— YOUR ASSIGNMENT —
Only the count should appear in your answer: how many lines of the data below contain the word "this"?
== LISTED RECORDS
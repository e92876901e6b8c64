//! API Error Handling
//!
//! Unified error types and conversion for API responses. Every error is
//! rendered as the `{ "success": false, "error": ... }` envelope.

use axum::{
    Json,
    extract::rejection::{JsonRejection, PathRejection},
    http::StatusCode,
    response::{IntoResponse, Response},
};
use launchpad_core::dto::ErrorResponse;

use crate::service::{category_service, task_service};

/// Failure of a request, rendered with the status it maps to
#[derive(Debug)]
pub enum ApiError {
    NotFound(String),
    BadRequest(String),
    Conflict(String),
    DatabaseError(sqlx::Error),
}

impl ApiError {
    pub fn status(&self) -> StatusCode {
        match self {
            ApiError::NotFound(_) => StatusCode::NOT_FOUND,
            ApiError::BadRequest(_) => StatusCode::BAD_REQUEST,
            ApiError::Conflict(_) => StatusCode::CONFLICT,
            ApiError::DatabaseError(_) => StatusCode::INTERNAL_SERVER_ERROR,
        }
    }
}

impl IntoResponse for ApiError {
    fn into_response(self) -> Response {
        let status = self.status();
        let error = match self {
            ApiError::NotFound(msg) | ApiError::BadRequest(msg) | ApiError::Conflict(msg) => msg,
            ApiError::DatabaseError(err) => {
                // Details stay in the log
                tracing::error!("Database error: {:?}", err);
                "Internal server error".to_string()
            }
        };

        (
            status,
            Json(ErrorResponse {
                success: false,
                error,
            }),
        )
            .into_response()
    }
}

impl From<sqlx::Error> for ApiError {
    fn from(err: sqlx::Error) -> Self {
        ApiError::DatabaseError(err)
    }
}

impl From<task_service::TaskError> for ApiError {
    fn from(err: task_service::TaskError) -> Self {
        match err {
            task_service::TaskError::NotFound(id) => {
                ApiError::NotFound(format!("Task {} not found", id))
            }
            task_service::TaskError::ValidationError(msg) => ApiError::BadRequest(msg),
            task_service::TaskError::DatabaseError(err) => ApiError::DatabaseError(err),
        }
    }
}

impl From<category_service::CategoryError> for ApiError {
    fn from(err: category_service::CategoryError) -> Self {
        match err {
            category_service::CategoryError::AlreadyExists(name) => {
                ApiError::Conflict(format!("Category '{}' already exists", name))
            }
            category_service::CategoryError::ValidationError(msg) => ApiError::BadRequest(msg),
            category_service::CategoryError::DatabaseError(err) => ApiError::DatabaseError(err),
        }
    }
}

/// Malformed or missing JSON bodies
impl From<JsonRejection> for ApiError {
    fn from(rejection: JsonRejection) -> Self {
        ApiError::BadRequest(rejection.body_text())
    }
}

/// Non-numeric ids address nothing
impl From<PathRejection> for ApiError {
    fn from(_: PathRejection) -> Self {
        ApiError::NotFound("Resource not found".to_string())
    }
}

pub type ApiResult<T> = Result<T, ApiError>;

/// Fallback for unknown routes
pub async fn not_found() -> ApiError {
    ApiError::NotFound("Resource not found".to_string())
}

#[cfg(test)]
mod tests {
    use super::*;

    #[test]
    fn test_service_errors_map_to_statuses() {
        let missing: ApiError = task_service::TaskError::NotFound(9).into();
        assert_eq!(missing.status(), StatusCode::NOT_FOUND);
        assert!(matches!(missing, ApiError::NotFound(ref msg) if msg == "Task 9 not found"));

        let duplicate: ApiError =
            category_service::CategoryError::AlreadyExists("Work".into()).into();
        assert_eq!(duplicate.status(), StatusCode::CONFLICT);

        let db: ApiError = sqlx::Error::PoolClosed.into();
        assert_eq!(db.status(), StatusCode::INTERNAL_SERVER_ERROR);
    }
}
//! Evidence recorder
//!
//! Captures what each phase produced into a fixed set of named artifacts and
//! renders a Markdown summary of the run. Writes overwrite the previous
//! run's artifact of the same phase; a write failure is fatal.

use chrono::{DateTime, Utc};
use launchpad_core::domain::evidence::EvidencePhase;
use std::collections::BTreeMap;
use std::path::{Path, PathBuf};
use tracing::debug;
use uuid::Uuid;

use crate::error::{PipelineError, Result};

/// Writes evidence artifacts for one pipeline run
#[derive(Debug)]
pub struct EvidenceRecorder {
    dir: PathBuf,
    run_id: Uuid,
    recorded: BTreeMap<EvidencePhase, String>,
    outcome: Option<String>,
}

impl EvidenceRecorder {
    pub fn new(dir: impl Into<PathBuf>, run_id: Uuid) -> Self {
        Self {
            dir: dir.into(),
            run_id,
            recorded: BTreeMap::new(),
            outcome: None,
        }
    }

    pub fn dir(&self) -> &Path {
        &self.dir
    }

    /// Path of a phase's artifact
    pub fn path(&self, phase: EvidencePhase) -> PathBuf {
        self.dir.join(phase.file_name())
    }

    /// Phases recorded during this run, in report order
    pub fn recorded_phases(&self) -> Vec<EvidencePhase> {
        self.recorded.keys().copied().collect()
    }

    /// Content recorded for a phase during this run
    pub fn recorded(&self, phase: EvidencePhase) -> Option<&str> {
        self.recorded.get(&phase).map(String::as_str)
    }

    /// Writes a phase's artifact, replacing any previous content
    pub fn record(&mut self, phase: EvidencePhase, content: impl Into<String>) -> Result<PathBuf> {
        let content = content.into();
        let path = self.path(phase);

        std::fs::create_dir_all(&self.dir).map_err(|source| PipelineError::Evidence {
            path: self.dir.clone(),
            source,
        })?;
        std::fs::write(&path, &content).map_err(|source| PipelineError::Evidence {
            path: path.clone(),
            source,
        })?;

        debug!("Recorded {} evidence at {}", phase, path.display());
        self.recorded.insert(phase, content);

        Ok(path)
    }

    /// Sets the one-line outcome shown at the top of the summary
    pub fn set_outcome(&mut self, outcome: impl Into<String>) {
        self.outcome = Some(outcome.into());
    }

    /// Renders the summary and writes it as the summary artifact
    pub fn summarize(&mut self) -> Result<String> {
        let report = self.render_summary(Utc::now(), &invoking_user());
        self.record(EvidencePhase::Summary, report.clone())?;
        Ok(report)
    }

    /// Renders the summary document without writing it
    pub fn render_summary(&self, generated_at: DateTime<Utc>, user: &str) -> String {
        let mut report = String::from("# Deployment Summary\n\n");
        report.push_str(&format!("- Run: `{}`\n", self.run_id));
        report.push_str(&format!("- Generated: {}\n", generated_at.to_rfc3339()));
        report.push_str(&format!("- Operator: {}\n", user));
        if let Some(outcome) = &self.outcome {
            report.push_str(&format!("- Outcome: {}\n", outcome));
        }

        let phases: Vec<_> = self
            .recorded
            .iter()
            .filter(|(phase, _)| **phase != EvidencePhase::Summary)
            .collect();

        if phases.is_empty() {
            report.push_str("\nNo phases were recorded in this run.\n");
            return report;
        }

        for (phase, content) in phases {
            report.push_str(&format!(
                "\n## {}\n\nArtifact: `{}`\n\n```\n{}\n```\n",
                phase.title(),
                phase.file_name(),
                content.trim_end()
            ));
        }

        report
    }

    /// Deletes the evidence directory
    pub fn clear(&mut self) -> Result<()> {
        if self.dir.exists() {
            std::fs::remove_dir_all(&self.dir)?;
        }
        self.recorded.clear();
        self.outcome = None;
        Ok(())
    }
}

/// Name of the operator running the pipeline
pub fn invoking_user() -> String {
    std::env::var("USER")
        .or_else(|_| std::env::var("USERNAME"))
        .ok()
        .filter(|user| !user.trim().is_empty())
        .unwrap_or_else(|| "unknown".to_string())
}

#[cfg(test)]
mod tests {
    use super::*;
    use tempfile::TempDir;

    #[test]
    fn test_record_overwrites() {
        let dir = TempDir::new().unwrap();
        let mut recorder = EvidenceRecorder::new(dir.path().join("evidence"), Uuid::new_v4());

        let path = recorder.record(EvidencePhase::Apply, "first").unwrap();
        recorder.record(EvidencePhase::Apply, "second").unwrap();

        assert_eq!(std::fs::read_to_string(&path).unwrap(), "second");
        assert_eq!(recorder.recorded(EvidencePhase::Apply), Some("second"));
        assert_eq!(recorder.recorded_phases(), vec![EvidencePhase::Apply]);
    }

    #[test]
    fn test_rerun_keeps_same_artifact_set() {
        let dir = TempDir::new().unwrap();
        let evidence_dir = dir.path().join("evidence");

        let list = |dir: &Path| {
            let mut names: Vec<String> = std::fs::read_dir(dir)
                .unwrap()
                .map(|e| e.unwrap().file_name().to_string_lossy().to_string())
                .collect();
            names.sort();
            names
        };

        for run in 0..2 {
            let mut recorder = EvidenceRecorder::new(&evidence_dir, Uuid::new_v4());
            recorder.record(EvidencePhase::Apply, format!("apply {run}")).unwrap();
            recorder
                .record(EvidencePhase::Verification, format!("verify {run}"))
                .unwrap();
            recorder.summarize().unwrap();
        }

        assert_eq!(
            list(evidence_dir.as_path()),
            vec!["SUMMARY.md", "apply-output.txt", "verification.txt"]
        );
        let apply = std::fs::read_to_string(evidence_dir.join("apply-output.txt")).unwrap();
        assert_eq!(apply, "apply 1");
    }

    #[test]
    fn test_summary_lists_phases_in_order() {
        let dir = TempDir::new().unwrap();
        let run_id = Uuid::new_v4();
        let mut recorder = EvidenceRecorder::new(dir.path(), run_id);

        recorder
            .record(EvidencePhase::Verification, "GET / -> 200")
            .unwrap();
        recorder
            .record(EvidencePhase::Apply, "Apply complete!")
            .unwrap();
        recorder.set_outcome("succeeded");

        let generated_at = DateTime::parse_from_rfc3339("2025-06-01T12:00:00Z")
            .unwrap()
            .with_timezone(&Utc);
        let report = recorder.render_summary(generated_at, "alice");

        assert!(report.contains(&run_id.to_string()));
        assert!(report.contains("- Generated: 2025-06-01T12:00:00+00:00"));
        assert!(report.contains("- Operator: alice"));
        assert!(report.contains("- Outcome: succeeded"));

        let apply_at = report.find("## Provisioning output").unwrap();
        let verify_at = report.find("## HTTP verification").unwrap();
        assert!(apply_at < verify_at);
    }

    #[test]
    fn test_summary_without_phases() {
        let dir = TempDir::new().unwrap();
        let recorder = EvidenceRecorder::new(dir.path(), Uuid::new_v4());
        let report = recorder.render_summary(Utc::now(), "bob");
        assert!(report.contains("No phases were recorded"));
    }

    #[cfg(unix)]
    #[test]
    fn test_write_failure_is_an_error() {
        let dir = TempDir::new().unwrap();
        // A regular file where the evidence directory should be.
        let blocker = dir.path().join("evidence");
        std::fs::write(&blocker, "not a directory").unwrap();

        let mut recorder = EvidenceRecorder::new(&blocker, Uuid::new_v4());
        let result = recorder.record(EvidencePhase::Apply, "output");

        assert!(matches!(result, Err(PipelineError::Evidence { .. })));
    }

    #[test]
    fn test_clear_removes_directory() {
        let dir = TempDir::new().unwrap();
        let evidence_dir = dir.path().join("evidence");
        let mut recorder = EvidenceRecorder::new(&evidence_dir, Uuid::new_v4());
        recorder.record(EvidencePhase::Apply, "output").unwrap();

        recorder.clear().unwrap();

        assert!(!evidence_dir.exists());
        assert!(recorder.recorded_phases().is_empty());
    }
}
====
— WRITTEN SOLUTION —
3